Innenpolitische Herausforderungen

Nicht zuletzt wegen der scharfen Sanktionen übernimmt Raeissi ein Land in desolater Lage, zuletzt lag die Inflation bei 40 Prozent. Die Lage zu verbessern, dürfte für den Erfolg seiner Präsidentschaft mit entscheidend sein. Zuletzt stellte er sich als Kämpfer gegen die Korruption und Problemlöser dar: "Die Leiden unserer Bevölkerung wegen des Mangels sind real", sagte er bei der Stimmabgabe in Teheran.

Beobachter erwarten einen noch schärferen Kurs gegen den Erzfeind Israel, aber möglicherweise auch gegen die ohnehin eingeschränkte Meinungsfreiheit im Land: Bereits als Justizchef war er mit dafür verantwortlich, dass der populäre Messengerdienst und WhatsApp-Konkurrent Signal im Iran seit einigen Monaten nicht mehr erreichbar ist.
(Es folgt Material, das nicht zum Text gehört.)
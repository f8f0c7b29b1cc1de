// File: crates/chart-core/tests/tooltip.rs
// Purpose: Indicator drag -> tooltip entries across several series.

use stockline_core::indicator::TOOLTIP_BOX_WIDTH;
use stockline_core::sample::{weather_dataset, DAY_MS, SIX_HOURS_MS};
use stockline_core::{Dataset, Indicator, Point, Projection, Rgba, Series, Tooltip, Viewport};

const NOW: i64 = 1_709_791_500_000; // 7/3/2024 6:05 UTC

#[test]
fn drag_to_left_edge_selects_first_points() {
    let ds = weather_dataset(NOW);
    let vp = Viewport::new(600.0, 200.0);
    let p = Projection::compute(&ds, vp);

    let tip = Tooltip::build(&ds, &p, Indicator::at(-40.0, vp)).expect("visible");
    assert_eq!(tip.x_px, 0.0);
    assert_eq!(tip.timestamp_ms, NOW - 29 * DAY_MS);
    assert_eq!(tip.entries.len(), 3);
    assert_eq!(tip.entries[0].text(), "Temperature (°C): 15");
    assert_eq!(tip.entries[1].text(), "Humidity (%): 60");
    assert_eq!(tip.entries[2].text(), "Pressure (hPa): 900");
    assert_eq!(tip.time_text(), "Time: 7/2 6:05");
}

#[test]
fn drag_to_right_edge_selects_last_points() {
    let ds = weather_dataset(NOW);
    let vp = Viewport::new(600.0, 200.0);
    let p = Projection::compute(&ds, vp);

    let tip = Tooltip::build(&ds, &p, Indicator::at(10_000.0, vp)).expect("visible");
    let last = NOW - 29 * DAY_MS + 119 * SIX_HOURS_MS;
    assert_eq!(tip.timestamp_ms, last);
    assert!(tip.entries.iter().all(|e| e.point.timestamp_ms == last));
    assert_eq!(tip.anchor_x(vp, TOOLTIP_BOX_WIDTH), 550.0);
}

#[test]
fn empty_series_are_skipped() {
    let ds = Dataset::new("partial")
        .with_series(Series::new("a", Rgba::RED, vec![Point::new(0, 1.0), Point::new(10, 3.0)]))
        .with_series(Series::new("b", Rgba::BLUE, vec![]));
    let vp = Viewport::new(100.0, 100.0);
    let p = Projection::compute(&ds, vp);

    let tip = Tooltip::build(&ds, &p, Indicator::at(80.0, vp)).expect("visible");
    assert_eq!(tip.timestamp_ms, 8);
    assert_eq!(tip.entries.len(), 1);
    assert_eq!(tip.entries[0].label, "a");
    assert_eq!(tip.entries[0].point, Point::new(10, 3.0));
    assert_eq!(tip.lines().len(), 2);
}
Die Betreiber erklärten im Januar, die Zensurbehörde hätten die Verbindung komplett gekappt, nachdem es dem verschlüsselten Dienst gelungen sei, eine erste Zensurmaßnahme zu umgehen.

Berufen für Höheres?

Als bedeutsames Signal gilt vielen Beobachtern das Wohlwollen von Ajatollah Ali Chamenei: Im Wahlkampf bezeichnete er Raeissi als "vertrauenswürdigen und erfahrenen Mann". Während der Präsident für das politische Tagesgeschäft verantwortlich ist, werden viele langfristigere Leitlinien vom geistlichen Obersten Führer vorgegeben. Chamenei, der ebenfalls aus Maschad stammt, bekleidet die Position seit dem Tod seines Vorgängers Ruhollah Chomeini 1989.

Raeissi und Chamenei gelten als vertraut - das Foto galt Anhängern im Wahlkampf als Argument für RaeissiBild: Morteza Nikoubazl/NurPhoto/picture alliance

Auch Chamenei war zuvor Präsident gewesen und musste bei seiner Ernennung vom Hodschatoleslam zum Ajatollah hochgestuft werden. Chamenei wird im Juli 82 Jahre alt - und Raeissi befindet sich nun in der besten Position, sich als möglicher Nachfolger in Stellung zu bringen.